Finnland ist mit einer Fläche von 338.144,53 km² etwas kleiner als Deutschland. Zwischen dem 60. und 70. Breitengrad liegend, zählt es zu den nördlichsten Ländern der Erde. Ein Drittel Finnlands liegt nördlich des Polarkreises. Die Nord-Süd-Ausdehnung des finnischen Festlandes beträgt 1160 km (von Nuorgam bis Hanko), die längste Ost-West-Distanz 540 km (von Ilomantsi nach Närpes). Bei der Gliederung des Landesgebiets wird bereits etwa ab der Höhe des Oulujärvi von „Nordfinnland“ gesprochen. So kann Oulu, genau in der Mitte des Landes gelegen, als nordfinnische Stadt bezeichnet werden, auch heißt die Landschaft um Jyväskylä trotz ihrer südlichen Lage „Mittelfinnland“.
Die längste Staatsgrenze ist mit 1.269 km die zur Russischen Föderation im Osten. Im Norden grenzt Finnland über 716 km an Norwegen, die 536 km lange Grenze zu Schweden im Nordwesten bilden die Flüsse Könkämäeno, Muonionjoki und Tornionjoki.

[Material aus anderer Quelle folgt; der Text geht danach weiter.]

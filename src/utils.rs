//! Utility functions

use std::path::PathBuf;

use crate::features::settings::Rgb;

// ============================================================================
// Paths
// ============================================================================

/// Get the per-user config directory for amlyrics
pub fn config_dir() -> Option<PathBuf> {
    directories::ProjectDirs::from("com", "amlyrics", "amlyrics")
        .map(|dirs| dirs.config_dir().to_path_buf())
}

// ============================================================================
// Color
// ============================================================================

/// Blend `color` over a black background at `opacity`
///
/// Terminals have no alpha channel, so opacity is baked into the colour.
pub fn fade_to_black(color: Rgb, opacity: f64) -> Rgb {
    let a = opacity.clamp(0.0, 1.0);
    let channel = |c: u8| (c as f64 * a).round() as u8;
    Rgb::new(channel(color.r), channel(color.g), channel(color.b))
}
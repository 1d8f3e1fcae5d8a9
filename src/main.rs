//! amlyrics - Apple Music-style scrolling lyrics
//!
//! Previews the lyric scroll effect in the terminal and exports it as an
//! After Effects script.
//!
//! ## Commands
//! - `preview`: animate the lyrics in the terminal
//! - `frame`: print every line's (or one line's) visual state at one active position
//! - `export`: write the After Effects script
//! - `config`: write or print the effective configuration

mod app;
mod features;
mod utils;

use std::path::PathBuf;
use std::time::Duration;

use anyhow::Result;
use clap::{Parser, Subcommand};
use tracing::Level;

use app::{App, ConfigOverrides};
use features::lyrics::DriverOptions;

#[derive(Parser)]
#[command(name = "amlyrics")]
#[command(about = "Apple Music-style scrolling lyrics for the terminal and After Effects")]
#[command(version)]
struct Cli {
    /// More log output (-v info, -vv debug, -vvv trace)
    #[arg(short, long, action = clap::ArgAction::Count, global = true)]
    verbose: u8,

    /// Config file (defaults to the per-user config location)
    #[arg(long, global = true)]
    config: Option<PathBuf>,

    #[command(flatten)]
    overrides: ConfigOverrides,

    #[command(subcommand)]
    command: Commands,
}

#[derive(Subcommand)]
enum Commands {
    /// Animate the lyrics in the terminal
    Preview {
        /// Lyrics file (plain text or LRC)
        #[arg(short, long)]
        lyrics: Option<PathBuf>,

        /// Line focused at start
        #[arg(long, default_value_t = 2)]
        start: usize,

        /// Milliseconds between line advances
        #[arg(long, default_value_t = 2000)]
        period_ms: u64,

        /// Stop after this many advances
        #[arg(long)]
        steps: Option<u64>,

        /// Glide between lines with the damped transition
        #[arg(long)]
        smooth: bool,

        /// Milliseconds between sub-frames when gliding
        #[arg(long, default_value_t = 33)]
        frame_ms: u64,
    },

    /// Print the visual state of every line as JSON
    Frame {
        /// Lyrics file (plain text or LRC)
        #[arg(short, long)]
        lyrics: Option<PathBuf>,

        /// Active position, may be fractional
        #[arg(short, long, allow_negative_numbers = true)]
        active: f64,

        /// Report only this line (0-based)
        #[arg(long)]
        line: Option<usize>,
    },

    /// Write the After Effects script
    Export {
        /// Lyrics file (plain text or LRC)
        #[arg(short, long)]
        lyrics: Option<PathBuf>,

        /// Output directory or file
        #[arg(short, long, default_value = ".")]
        out: PathBuf,

        /// Marker spacing in milliseconds for lyrics without timing
        #[arg(long, default_value_t = 2000)]
        period_ms: u64,
    },

    /// Manage the configuration file
    Config {
        #[command(subcommand)]
        action: ConfigAction,
    },
}

#[derive(Subcommand)]
enum ConfigAction {
    /// Save the effective configuration
    Init {
        /// Destination (defaults to the per-user config location)
        #[arg(short, long)]
        out: Option<PathBuf>,
    },
    /// Print the effective configuration as JSON
    Show,
}

fn init_tracing(verbose: u8) {
    let level = match verbose {
        0 => Level::WARN,
        1 => Level::INFO,
        2 => Level::DEBUG,
        _ => Level::TRACE,
    };
    // stdout carries frames and JSON
    tracing_subscriber::fmt()
        .with_max_level(level)
        .with_writer(std::io::stderr)
        .init();
}

#[tokio::main]
async fn main() -> Result<()> {
    let cli = Cli::parse();
    init_tracing(cli.verbose);

    let config = app::resolve_config(cli.config.as_deref(), &cli.overrides)?;

    match cli.command {
        Commands::Preview {
            lyrics,
            start,
            period_ms,
            steps,
            smooth,
            frame_ms,
        } => {
            let app = App::new(config, app::resolve_lyrics(lyrics.as_deref())?);
            let options = DriverOptions {
                start_index: start,
                step_period: Duration::from_millis(period_ms.max(1)),
                frame_period: smooth.then(|| Duration::from_millis(frame_ms.max(1))),
                max_steps: steps,
            };
            let summary = app.run_preview(options).await?;
            let last = app
                .lyrics()
                .get(summary.final_index)
                .map(|l| l.text.as_str())
                .unwrap_or_default();
            eprintln!(
                "Stopped on line {} \"{}\" after {} steps",
                summary.final_index, last, summary.steps
            );
        }

        Commands::Frame {
            lyrics,
            active,
            line,
        } => {
            let app = App::new(config, app::resolve_lyrics(lyrics.as_deref())?);
            let json = match line {
                Some(index) => app.line_json(index, active)?,
                None => app.frame_json(active)?,
            };
            println!("{}", json);
        }

        Commands::Export {
            lyrics,
            out,
            period_ms,
        } => {
            let app = App::new(config, app::resolve_lyrics(lyrics.as_deref())?);
            let path = app.export(&out, Duration::from_millis(period_ms.max(1)))?;
            println!("{}", path.display());
        }

        Commands::Config { action } => match action {
            ConfigAction::Init { out } => {
                let path = app::init_config(&config, out.as_deref())?;
                println!("{}", path.display());
            }
            ConfigAction::Show => {
                println!("{}", app::config_json(&config)?);
            }
        },
    }

    Ok(())
}
//! Main application module
//!
//! Glue between the command line and the features: resolves the effective
//! configuration and lyric sequence, then runs one command against them.

mod preview;

use std::path::{Path, PathBuf};
use std::sync::Arc;
use std::time::Duration;

use anyhow::{Context, bail};
use serde::Serialize;

pub use preview::TerminalSink;

use crate::features::export::ScriptEmitter;
use crate::features::lyrics::{
    DriverOptions, DriverSummary, FrameSink, LineVisualState, LyricSequence, LyricsEngine,
    RenderDriver, load_lyrics, sample_lyrics,
};
use crate::features::settings::{Alignment, Rgb, ScriptConfig, ValidConfig};

/// Command line overrides applied on top of the config file
#[derive(Debug, Clone, Default, clap::Args)]
pub struct ConfigOverrides {
    /// Composition name
    #[arg(long, global = true)]
    pub comp_name: Option<String>,
    /// Composition width in pixels
    #[arg(long, global = true)]
    pub width: Option<u32>,
    /// Composition height in pixels
    #[arg(long, global = true)]
    pub height: Option<u32>,
    /// Frames per second
    #[arg(long, global = true)]
    pub fps: Option<f64>,
    /// Composition duration in seconds
    #[arg(long, global = true)]
    pub duration: Option<f64>,
    /// Font size in pixels
    #[arg(long, global = true)]
    pub font_size: Option<f64>,
    /// Font family of the text layers
    #[arg(long, global = true)]
    pub font_name: Option<String>,
    /// Colour of the active line (#RRGGBB)
    #[arg(long, global = true)]
    pub text_color: Option<Rgb>,
    /// Colour of the other lines (#RRGGBB)
    #[arg(long, global = true)]
    pub inactive_color: Option<Rgb>,
    /// Vertical distance between lines in pixels
    #[arg(long, global = true)]
    pub spacing: Option<f64>,
    /// Blur radius of unfocused lines
    #[arg(long, global = true)]
    pub blur_max: Option<f64>,
    /// Scale of the active line
    #[arg(long, global = true)]
    pub active_scale: Option<f64>,
    /// Scale of the other lines, in (0, 1]; saved and exported only
    #[arg(long, global = true)]
    pub inactive_scale: Option<f64>,
    /// Focus transition speed
    #[arg(long, global = true)]
    pub damping: Option<f64>,
    /// Horizontal anchor: left or center
    #[arg(long, global = true)]
    pub alignment: Option<Alignment>,
    /// Upward shift of every line in pixels
    #[arg(long, global = true, allow_negative_numbers = true)]
    pub text_lift: Option<f64>,
}

impl ConfigOverrides {
    pub fn apply(&self, config: &mut ScriptConfig) {
        if let Some(v) = &self.comp_name {
            config.comp_name = v.clone();
        }
        if let Some(v) = &self.font_name {
            config.font_name = v.clone();
        }
        if let Some(v) = self.width {
            config.width = v;
        }
        if let Some(v) = self.height {
            config.height = v;
        }
        if let Some(v) = self.fps {
            config.fps = v;
        }
        if let Some(v) = self.duration {
            config.duration = v;
        }
        if let Some(v) = self.font_size {
            config.font_size = v;
        }
        if let Some(v) = self.text_color {
            config.text_color = v;
        }
        if let Some(v) = self.inactive_color {
            config.inactive_color = v;
        }
        if let Some(v) = self.spacing {
            config.spacing = v;
        }
        if let Some(v) = self.blur_max {
            config.blur_max = v;
        }
        if let Some(v) = self.active_scale {
            config.active_scale = v;
        }
        if let Some(v) = self.inactive_scale {
            config.inactive_scale = v;
        }
        if let Some(v) = self.damping {
            config.damping = v;
        }
        if let Some(v) = self.alignment {
            config.alignment = v;
        }
        if let Some(v) = self.text_lift {
            config.text_lift = v;
        }
    }
}

/// Resolve the effective config: file (or defaults), then overrides
///
/// An explicit `path` must exist. Without one the default location is used
/// when it holds a file.
pub fn resolve_config(
    path: Option<&Path>,
    overrides: &ConfigOverrides,
) -> anyhow::Result<ValidConfig> {
    let mut config = match path {
        Some(path) => ScriptConfig::load_from_file(path)
            .with_context(|| format!("Failed to load config from {:?}", path))?,
        None => ScriptConfig::load().context("Failed to load the default config")?,
    };
    overrides.apply(&mut config);
    config.validated().context("Invalid configuration")
}

/// Lyrics from `path`, or the built-in sample
pub fn resolve_lyrics(path: Option<&Path>) -> anyhow::Result<LyricSequence> {
    match path {
        Some(path) => {
            load_lyrics(path).with_context(|| format!("Failed to load lyrics from {:?}", path))
        }
        None => Ok(sample_lyrics()),
    }
}

/// One line of a `frame` report
#[derive(Debug, Serialize)]
#[serde(rename_all = "camelCase")]
struct LineReport<'a> {
    index: usize,
    text: &'a str,
    #[serde(flatten)]
    state: LineVisualState,
}

#[derive(Debug, Serialize)]
#[serde(rename_all = "camelCase")]
struct FrameReport<'a> {
    active_position: f64,
    lines: Vec<LineReport<'a>>,
}

/// Application state for one command
pub struct App {
    config: ValidConfig,
    lyrics: LyricSequence,
    engine: Arc<LyricsEngine>,
}

impl App {
    pub fn new(config: ValidConfig, lyrics: LyricSequence) -> Self {
        let engine = Arc::new(LyricsEngine::new(config.clone(), lyrics.len()));
        Self {
            config,
            lyrics,
            engine,
        }
    }

    pub fn lyrics(&self) -> &LyricSequence {
        &self.lyrics
    }

    /// Animate in the terminal until the step limit or Ctrl-C
    pub async fn run_preview(&self, options: DriverOptions) -> anyhow::Result<DriverSummary> {
        let sink = TerminalSink::stdout(&self.lyrics);
        self.run_driver(options, sink).await
    }

    /// Drive `sink` until the step limit or Ctrl-C
    pub async fn run_driver<S: FrameSink>(
        &self,
        options: DriverOptions,
        sink: S,
    ) -> anyhow::Result<DriverSummary> {
        tracing::info!(
            "Previewing {} lines from line {} every {:?}",
            self.lyrics.len(),
            options.start_index,
            options.step_period
        );

        let mut handle = RenderDriver::new(Arc::clone(&self.engine), options).spawn(sink);
        let mut frames = handle.frames();

        loop {
            tokio::select! {
                signal = tokio::signal::ctrl_c() => {
                    signal.context("Failed to listen for Ctrl-C")?;
                    tracing::info!("Interrupted, stopping preview");
                    handle.stop();
                    break;
                }
                changed = frames.changed() => {
                    // the driver dropped its sender, so it has finished
                    if changed.is_err() {
                        break;
                    }
                }
            }
        }

        let summary = handle.join().await?;
        tracing::info!(
            "Preview ended on line {} after {} steps ({} frames)",
            summary.final_index,
            summary.steps,
            summary.frames
        );
        Ok(summary)
    }

    /// Line visual states at `active` as pretty JSON
    pub fn frame_json(&self, active: f64) -> anyhow::Result<String> {
        if !active.is_finite() {
            bail!("Active position must be a finite number, got {}", active);
        }
        let frame = self.engine.frame_par(0, active);
        let report = FrameReport {
            active_position: frame.active_position,
            lines: self
                .lyrics
                .lines()
                .iter()
                .zip(frame.lines)
                .enumerate()
                .map(|(index, (line, state))| LineReport {
                    index,
                    text: &line.text,
                    state,
                })
                .collect(),
        };
        Ok(serde_json::to_string_pretty(&report)?)
    }

    /// Visual state of a single line at `active` as pretty JSON
    pub fn line_json(&self, index: usize, active: f64) -> anyhow::Result<String> {
        if !active.is_finite() {
            bail!("Active position must be a finite number, got {}", active);
        }
        let state = self.engine.line_state(index, active)?;
        let report = LineReport {
            index,
            text: &self.lyrics.lines()[index].text,
            state,
        };
        Ok(serde_json::to_string_pretty(&report)?)
    }

    /// Write the host script to `out` (a directory or a file path)
    pub fn export(&self, out: &Path, marker_interval: Duration) -> anyhow::Result<PathBuf> {
        let artifact = ScriptEmitter::new(&self.config, &self.lyrics)
            .with_marker_interval(marker_interval)
            .artifact();
        artifact
            .write_to(out)
            .with_context(|| format!("Failed to write script to {:?}", out))
    }
}

/// Pretty JSON of the effective config
pub fn config_json(config: &ValidConfig) -> anyhow::Result<String> {
    Ok(serde_json::to_string_pretty(&**config)?)
}

/// Save the effective config, to `out` or the default location
pub fn init_config(config: &ValidConfig, out: Option<&Path>) -> anyhow::Result<PathBuf> {
    let path = match out {
        Some(path) => path.to_path_buf(),
        None => ScriptConfig::file_path().context("No config directory on this platform")?,
    };
    config
        .save_to_file(&path)
        .with_context(|| format!("Failed to save config to {:?}", path))?;
    tracing::info!("Config saved to {:?}", path);
    Ok(path)
}

#[cfg(test)]
mod tests {
    use super::*;
    use crate::features::lyrics::Frame;
    use parking_lot::Mutex;

    #[derive(Clone, Default)]
    struct Counter(Arc<Mutex<Vec<f64>>>);

    impl FrameSink for Counter {
        fn render(&mut self, frame: &Frame) {
            self.0.lock().push(frame.active_position);
        }
    }

    fn app() -> App {
        App::new(ScriptConfig::default().validated().unwrap(), sample_lyrics())
    }

    #[test]
    fn test_overrides_win_over_file() {
        let dir = tempfile::tempdir().unwrap();
        let path = dir.path().join("config.json");
        std::fs::write(&path, r#"{ "spacing": 200, "blurMax": 5 }"#).unwrap();

        let overrides = ConfigOverrides {
            spacing: Some(150.0),
            text_color: Some(Rgb::new(0xFF, 0, 0)),
            alignment: Some(Alignment::Center),
            inactive_scale: Some(0.9),
            ..Default::default()
        };
        let config = resolve_config(Some(&path), &overrides).unwrap();
        assert_eq!(config.spacing, 150.0);
        assert_eq!(config.inactive_scale, 0.9);
        assert_eq!(config.blur_max, 5.0);
        assert_eq!(config.text_color.to_string(), "#FF0000");
        assert_eq!(config.alignment, Alignment::Center);
    }

    #[test]
    fn test_explicit_missing_config_is_an_error() {
        let dir = tempfile::tempdir().unwrap();
        let result = resolve_config(Some(&dir.path().join("none.json")), &Default::default());
        assert!(result.is_err());
    }

    #[test]
    fn test_invalid_override_is_rejected() {
        let dir = tempfile::tempdir().unwrap();
        let path = dir.path().join("config.json");
        std::fs::write(&path, "{}").unwrap();
        let overrides = ConfigOverrides {
            spacing: Some(0.0),
            ..Default::default()
        };
        let err = resolve_config(Some(&path), &overrides).unwrap_err();
        assert!(format!("{:#}", err).contains("spacing"));
    }

    #[test]
    fn test_resolve_lyrics_defaults_to_sample() {
        assert_eq!(resolve_lyrics(None).unwrap(), sample_lyrics());
    }

    #[test]
    fn test_frame_json() {
        let json = app().frame_json(2.0).unwrap();
        let value: serde_json::Value = serde_json::from_str(&json).unwrap();

        assert_eq!(value["activePosition"], 2.0);
        let lines = value["lines"].as_array().unwrap();
        assert_eq!(lines.len(), 7);
        assert_eq!(lines[2]["text"], "一秒绽放一秒又坠落");
        assert_eq!(lines[2]["offsetY"], 0.0);
        assert_eq!(lines[2]["weight"], "bold");
        assert_eq!(lines[2]["color"], "#FFFFFF");
        assert_eq!(lines[0]["offsetY"], -360.0);
        assert_eq!(lines[0]["blur"], 20.0);

        assert!(app().frame_json(f64::NAN).is_err());
    }

    #[test]
    fn test_inactive_scale_override_is_validated() {
        let dir = tempfile::tempdir().unwrap();
        let path = dir.path().join("config.json");
        std::fs::write(&path, "{}").unwrap();
        let overrides = ConfigOverrides {
            inactive_scale: Some(1.5),
            ..Default::default()
        };
        let err = resolve_config(Some(&path), &overrides).unwrap_err();
        assert!(format!("{:#}", err).contains("inactiveScale"));
    }

    #[test]
    fn test_line_json() {
        let json = app().line_json(3, 2.0).unwrap();
        let value: serde_json::Value = serde_json::from_str(&json).unwrap();
        assert_eq!(value["index"], 3);
        assert_eq!(value["offsetY"], 180.0);
        assert_eq!(value["weight"], "normal");
        assert_eq!(value["color"], "#878787");

        // the sample has 7 lines
        let err = app().line_json(7, 2.0).unwrap_err();
        assert_eq!(
            err.to_string(),
            "Line index 7 out of range for 7 lyric lines"
        );
        assert!(app().line_json(0, f64::INFINITY).is_err());
    }

    #[test]
    fn test_export_writes_script() {
        let dir = tempfile::tempdir().unwrap();
        let path = app().export(dir.path(), Duration::from_secs(2)).unwrap();
        assert_eq!(path.file_name().unwrap(), "AM_Lyrics_Generator_v2.jsx");
        let script = std::fs::read_to_string(path).unwrap();
        assert!(script.contains("app.beginUndoGroup"));
    }

    #[test]
    fn test_init_config_round_trip() {
        let dir = tempfile::tempdir().unwrap();
        let config = ScriptConfig {
            damping: 1.5,
            ..Default::default()
        }
        .validated()
        .unwrap();
        let path = init_config(&config, Some(&dir.path().join("nested/config.json"))).unwrap();
        let loaded = resolve_config(Some(&path), &Default::default()).unwrap();
        assert_eq!(loaded, config);
        assert!(config_json(&config).unwrap().contains("\"damping\": 1.5"));
    }

    #[tokio::test]
    async fn test_run_driver_until_step_limit() {
        let counter = Counter::default();
        let options = DriverOptions {
            start_index: 0,
            step_period: Duration::from_millis(5),
            frame_period: None,
            max_steps: Some(2),
        };
        let summary = app().run_driver(options, counter.clone()).await.unwrap();

        assert_eq!(summary.steps, 2);
        assert_eq!(summary.final_index, 2);
        assert_eq!(*counter.0.lock(), [0.0, 1.0, 2.0]);
    }
}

Im Westen und Süden grenzt Finnland an Nebenmeere der Ostsee, im Westen an den Bottnischen Meerbusen, im Süden an den Finnischen Meerbusen. Fast alle finnischen Flüsse und Seen gehören zum Einzugsbereich der Ostsee, nur der jenseits des Maanselkä gelegene äußerste Nordosten des Landes entwässert zum Nordpolarmeer. Durch die geringe Verdunstung und den steten Süßwasserzufluss sind die Meeresgewässer Finnlands wesentlich weniger salzig als die Weltmeere: mit einer Salinität von weniger als 0,3 % ist etwa die Bottenwiek, der nördliche Teil des Bottnischen Meerbusens, so brackig, dass sich auch Süßwasserfische in ihm finden.

Bevölkerung

Finnland hat eine Bevölkerung von etwa 5,3 Millionen Menschen und ist mit einer Bevölkerungsdichte von rund 15,5 Einwohnern je Quadratkilometer dünn besiedelt. Dabei ist die Bevölkerung sehr ungleich verteilt. Während die nördliche Provinz Lappland mit 1,9 Einwohnern je Quadratkilometer fast menschenleer ist, konzentrieren sich etwa 40 % der Bevölkerung auf die Provinz Südfinnland mit 62,6 Einwohnern je Quadratkilometer. Allein rund 1,233 Millionen Menschen leben im Großraum Helsinki. Weitere Ballungsräume sind die Städte Tampere, Turku und Oulu mit ihren Einzugsgebieten.